When I arrived in Los Angeles years later to begin my own work at the USC Shoah Foundation, I found the woman I had met in the London cab sitting in my office waiting to greet me. For nearly a decade Daisy was my colleague. We travelled together, went to conferences together, became friends. Through all of it she held an unwavering conviction: every last survivor who could still tell their story should tell their story. She had been saved by Righteous Gentiles and never forgot that. She believed the most important thing that could be taught from what had happened was the power of goodness. She feared the world and what it was capable of. She also had the courage of a lion. Both can co-exist.
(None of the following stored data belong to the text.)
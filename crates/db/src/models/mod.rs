//! Row models and DTOs.
//!
//! Each submodule contains a `FromRow` + `Serialize` struct matching the
//! database row plus the `Deserialize` request bodies for that entity.
//! Request fields are optional so that missing values reach validation
//! instead of failing JSON extraction.

pub mod colour;
pub mod product;
pub mod product_type;
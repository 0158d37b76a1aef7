//! Repository layer.
//!
//! Each repository is a zero-sized struct providing async CRUD methods that
//! accept `&mut PgConnection` as the first argument. Callers pass a pooled
//! connection for reads and a transaction for writes, so a whole service
//! operation commits or rolls back as one unit.

pub mod colour_repo;
pub mod product_repo;
pub mod product_type_repo;

pub use colour_repo::ColourRepo;
pub use product_repo::ProductRepo;
pub use product_type_repo::ProductTypeRepo;
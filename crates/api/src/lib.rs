//! Product catalog API server library.
//!
//! Exposes the building blocks (config, state, error handling, services,
//! routes) so integration tests and the binary entrypoint can both use them.

pub mod config;
pub mod error;
pub mod extract;
pub mod handlers;
pub mod response;
pub mod router;
pub mod routes;
pub mod services;
pub mod state;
The day Daisy retired, she was the last Holocaust survivor working full-time at USC Shoah Foundation. It was the passing of an era. I felt it heavy, like stones in my stomach, knowing there would never again be an eyewitness on staff at the institute. She knew too. She gracefully passed responsibility to the next generation.
The bet on Daisy Miller paid off in ways her parents could not have imagined and did not live to see. The Daisy I knew was sophisticated and entirely in command of herself, but she was not at peace with the world. She worried about the world. She knew that the past was always a possible future. She decided that our best chance was to be forever reminded and to make elevating other people’s truth her life’s work.
At 28, in that London cab, I began to learn something Daisy would spend the next 30 years teaching me. Life cannot be measured by what happens to you, but by what you do with it. Daisy had been handed the worst inheritance the century could offer. She never did shake off the demons, but she also never let them define her. She faced them down, turned the tables on her fate and gave the gift of telling their own stories to thousands of others.
Stephen D. Smith, Ph.D., MBE, is co-founder and CEO of Our Jewish Story, and Executive Director Emeritus of USC Shoah Foundation.